BEGIN Information provided
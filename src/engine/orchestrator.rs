use tracing::info;

use crate::model::{
    AssessmentRecord, ComplianceResult, Condition, DocumentRecord, ResolvedMetadata,
};
use crate::rules::RuleConfig;
use crate::util::sha256_hex;

use super::grouping::{self, LakeGroup};
use super::metadata;
use super::normalize::{self, NormalizedParameters};
use super::scoring;
use super::trajectory;
use super::trend;

/// Groups with fewer distinct years than this never enter trend analysis.
const MINIMUM_YEARS_FOR_TRENDS: usize = 3;

/// The document's own compliance score is trended alongside its measured
/// parameters, so multi-year reporting quality shows up in the trajectory.
const COMPLIANCE_SCORE_PARAMETER: &str = "compliance_score";

#[derive(Debug, Clone)]
pub struct BatchAssessment {
    pub document_count: usize,
    pub lake_count: usize,
    pub compliance_results: Vec<ComplianceResult>,
    pub assessments: Vec<AssessmentRecord>,
    pub conditions: Vec<Condition>,
}

struct DocumentAnalysis {
    index: usize,
    metadata: ResolvedMetadata,
    normalized: NormalizedParameters,
    compliance_score: i64,
}

/// Runs the full assessment over one batch: every document is normalized and
/// compliance-scored independently, then documents are grouped by lake and
/// each group with enough distinct years gets a trend assessment. All
/// per-document and per-lake failures surface as conditions; nothing here
/// aborts the batch.
pub fn assess_batch(
    documents: &[DocumentRecord],
    rules: &RuleConfig,
    trends_enabled: bool,
) -> BatchAssessment {
    let mut compliance_results = Vec::new();
    let mut conditions = Vec::new();
    let mut analyses = Vec::new();

    for (index, document) in documents.iter().enumerate() {
        let document_id = document_id_for(document);

        if document.metrics.is_empty() && document.text.trim().is_empty() {
            conditions.push(Condition::MalformedDocument {
                document_id,
                reason: "document has no metric mapping and no text".to_string(),
            });
            continue;
        }

        let normalized = normalize::normalize_metrics(&document_id, &document.metrics, rules);
        let compliance = scoring::score_document(
            &document_id,
            &normalized.values,
            &normalized.unknown,
            rules,
        );
        info!(
            document_id = %document_id,
            score = compliance.score,
            parameters = normalized.values.len(),
            "scored document"
        );

        let resolved = metadata::resolve_metadata(&document_id, &document.filename, &document.text);
        if trends_enabled && !resolved.is_groupable() {
            conditions.push(Condition::UnresolvedMetadata {
                document_id: resolved.document_id.clone(),
                missing_year: resolved.year.is_none(),
                missing_lake_name: resolved.lake_name_canonical.is_none(),
            });
        }

        analyses.push(DocumentAnalysis {
            index,
            metadata: resolved,
            normalized,
            compliance_score: compliance.score,
        });
        compliance_results.push(compliance);
    }

    let mut assessments = Vec::new();
    let mut lake_count = 0;

    if trends_enabled {
        let items: Vec<(usize, &ResolvedMetadata, &NormalizedParameters)> = analyses
            .iter()
            .map(|analysis| (analysis.index, &analysis.metadata, &analysis.normalized))
            .collect();

        let (groups, ambiguity) = grouping::group_documents(&items);
        conditions.extend(ambiguity);
        lake_count = groups.len();

        for group in &groups {
            let distinct_years = group.distinct_years();
            if !group.resolved || distinct_years.len() < MINIMUM_YEARS_FOR_TRENDS {
                info!(
                    lake = %group.display_name,
                    distinct_years = distinct_years.len(),
                    "insufficient data for trend analysis"
                );
                conditions.push(Condition::InsufficientData {
                    lake_name: group.display_name.clone(),
                    distinct_years: distinct_years.len(),
                });
                continue;
            }

            assessments.push(assess_lake(group, &distinct_years, documents, &analyses, rules, &mut conditions));
        }
    }

    BatchAssessment {
        document_count: documents.len(),
        lake_count,
        compliance_results,
        assessments,
        conditions,
    }
}

fn assess_lake(
    group: &LakeGroup,
    distinct_years: &[i32],
    documents: &[DocumentRecord],
    analyses: &[DocumentAnalysis],
    rules: &RuleConfig,
    conditions: &mut Vec<Condition>,
) -> AssessmentRecord {
    info!(
        lake = %group.display_name,
        reports = group.entries.len(),
        years = distinct_years.len(),
        "running trend analysis"
    );

    let mut entries = group.entries.clone();
    for entry in &mut entries {
        let score = analyses
            .iter()
            .find(|analysis| analysis.index == entry.document_index)
            .map(|analysis| analysis.compliance_score as f64);
        if let Some(score) = score {
            entry
                .parameters
                .insert(COMPLIANCE_SCORE_PARAMETER.to_string(), score);
        }
    }

    let (trend_results, trend_conditions) = trend::analyze_group(&group.display_name, &entries);
    conditions.extend(trend_conditions);

    let summary = trajectory::classify(&trend_results, rules);
    info!(
        lake = %group.display_name,
        trajectory = summary.trajectory.as_str(),
        scored_parameters = summary.scored_parameters,
        "classified lake trajectory"
    );

    let mut key_findings = summary.key_findings;
    for entry in &entries {
        let insight = documents
            .get(entry.document_index)
            .and_then(|document| document.supplementary_insight.as_deref());
        if let Some(insight) = insight {
            key_findings.push(insight.to_string());
        }
    }

    let first_year = distinct_years.first().copied().unwrap_or_default();
    let last_year = distinct_years.last().copied().unwrap_or_default();

    AssessmentRecord {
        lake_name: group.display_name.clone(),
        years: distinct_years.to_vec(),
        reports_analyzed: entries.len(),
        year_range: format!("{first_year} - {last_year}"),
        trend_results,
        overall_trajectory: summary.trajectory,
        composite_score: summary.composite_score,
        scored_parameters: summary.scored_parameters,
        key_findings,
        recommendations: summary.recommendations,
    }
}

/// Stable document identity: the extractor's id when present, otherwise a
/// digest of filename and text.
fn document_id_for(document: &DocumentRecord) -> String {
    match &document.id {
        Some(id) if !id.trim().is_empty() => id.clone(),
        _ => {
            let digest = sha256_hex(&format!("{}\n{}", document.filename, document.text));
            format!("doc-{}", &digest[..12])
        }
    }
}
END Information provided
What is expected.
Each entry above should be retyped exactly, with nothing missed.

Finished task.
filename src/engine/orchestrator.rs
use tracing::info;

use crate::model::{
    AssessmentRecord, ComplianceResult, Condition, DocumentRecord, ResolvedMetadata,
};
use crate::rules::RuleConfig;
use crate::util::sha256_hex;

use super::grouping::{self, LakeGroup};
use super::metadata;
use super::normalize::{self, NormalizedParameters};
use super::scoring;
use super::trajectory;
use super::trend;

/// Groups with fewer distinct years than this never enter trend analysis.
const MINIMUM_YEARS_FOR_TRENDS: usize = 3;

/// The document's own compliance score is trended alongside its measured
/// parameters, so multi-year reporting quality shows up in the trajectory.
const COMPLIANCE_SCORE_PARAMETER: &str = "compliance_score";

#[derive(Debug, Clone)]
pub struct BatchAssessment {
    pub document_count: usize,
    pub lake_count: usize,
    pub compliance_results: Vec<ComplianceResult>,
    pub assessments: Vec<AssessmentRecord>,
    pub conditions: Vec<Condition>,
}

struct DocumentAnalysis {
    index: usize,
    metadata: ResolvedMetadata,
    normalized: NormalizedParameters,
    compliance_score: i64,
}

/// Runs the full assessment over one batch: every document is normalized and
/// compliance-scored independently, then documents are grouped by lake and
/// each group with enough distinct years gets a trend assessment. All
/// per-document and per-lake failures surface as conditions; nothing here
/// aborts the batch.
pub fn assess_batch(
    documents: &[DocumentRecord],
    rules: &RuleConfig,
    trends_enabled: bool,
) -> BatchAssessment {
    let mut compliance_results = Vec::new();
    let mut conditions = Vec::new();
    let mut analyses = Vec::new();

    for (index, document) in documents.iter().enumerate() {
        let document_id = document_id_for(document);

        if document.metrics.is_empty() && document.text.trim().is_empty() {
            conditions.push(Condition::MalformedDocument {
                document_id,
                reason: "document has no metric mapping and no text".to_string(),
            });
            continue;
        }

        let normalized = normalize::normalize_metrics(&document_id, &document.metrics, rules);
        let compliance = scoring::score_document(
            &document_id,
            &normalized.values,
            &normalized.unknown,
            rules,
        );
        info!(
            document_id = %document_id,
            score = compliance.score,
            parameters = normalized.values.len(),
            "scored document"
        );

        let resolved = metadata::resolve_metadata(&document_id, &document.filename, &document.text);
        if trends_enabled && !resolved.is_groupable() {
            conditions.push(Condition::UnresolvedMetadata {
                document_id: resolved.document_id.clone(),
                missing_year: resolved.year.is_none(),
                missing_lake_name: resolved.lake_name_canonical.is_none(),
            });
        }

        analyses.push(DocumentAnalysis {
            index,
            metadata: resolved,
            normalized,
            compliance_score: compliance.score,
        });
        compliance_results.push(compliance);
    }

    let mut assessments = Vec::new();
    let mut lake_count = 0;

    if trends_enabled {
        let items: Vec<(usize, &ResolvedMetadata, &NormalizedParameters)> = analyses
            .iter()
            .map(|analysis| (analysis.index, &analysis.metadata, &analysis.normalized))
            .collect();

        let (groups, ambiguity) = grouping::group_documents(&items);
        conditions.extend(ambiguity);
        lake_count = groups.len();

        for group in &groups {
            let distinct_years = group.distinct_years();
            if !group.resolved || distinct_years.len() < MINIMUM_YEARS_FOR_TRENDS {
                info!(
                    lake = %group.display_name,
                    distinct_years = distinct_years.len(),
                    "insufficient data for trend analysis"
                );
                conditions.push(Condition::InsufficientData {
                    lake_name: group.display_name.clone(),
                    distinct_years: distinct_years.len(),
                });
                continue;
            }

            assessments.push(assess_lake(group, &distinct_years, documents, &analyses, rules, &mut conditions));
        }
    }

    BatchAssessment {
        document_count: documents.len(),
        lake_count,
        compliance_results,
        assessments,
        conditions,
    }
}

fn assess_lake(
    group: &LakeGroup,
    distinct_years: &[i32],
    documents: &[DocumentRecord],
    analyses: &[DocumentAnalysis],
    rules: &RuleConfig,
    conditions: &mut Vec<Condition>,
) -> AssessmentRecord {
    info!(
        lake = %group.display_name,
        reports = group.entries.len(),
        years = distinct_years.len(),
        "running trend analysis"
    );

    let mut entries = group.entries.clone();
    for entry in &mut entries {
        let score = analyses
            .iter()
            .find(|analysis| analysis.index == entry.document_index)
            .map(|analysis| analysis.compliance_score as f64);
        if let Some(score) = score {
            entry
                .parameters
                .insert(COMPLIANCE_SCORE_PARAMETER.to_string(), score);
        }
    }

    let (trend_results, trend_conditions) = trend::analyze_group(&group.display_name, &entries);
    conditions.extend(trend_conditions);

    let summary = trajectory::classify(&trend_results, rules);
    info!(
        lake = %group.display_name,
        trajectory = summary.trajectory.as_str(),
        scored_parameters = summary.scored_parameters,
        "classified lake trajectory"
    );

    let mut key_findings = summary.key_findings;
    for entry in &entries {
        let insight = documents
            .get(entry.document_index)
            .and_then(|document| document.supplementary_insight.as_deref());
        if let Some(insight) = insight {
            key_findings.push(insight.to_string());
        }
    }

    let first_year = distinct_years.first().copied().unwrap_or_default();
    let last_year = distinct_years.last().copied().unwrap_or_default();

    AssessmentRecord {
        lake_name: group.display_name.clone(),
        years: distinct_years.to_vec(),
        reports_analyzed: entries.len(),
        year_range: format!("{first_year} - {last_year}"),
        trend_results,
        overall_trajectory: summary.trajectory,
        composite_score: summary.composite_score,
        scored_parameters: summary.scored_parameters,
        key_findings,
        recommendations: summary.recommendations,
    }
}

/// Stable document identity: the extractor's id when present, otherwise a
/// digest of filename and text.
fn document_id_for(document: &DocumentRecord) -> String {
    match &document.id {
        Some(id) if !id.trim().is_empty() => id.clone(),
        _ => {
            let digest = sha256_hex(&format!("{}\n{}", document.filename, document.text));
            format!("doc-{}", &digest[..12])
        }
    }
}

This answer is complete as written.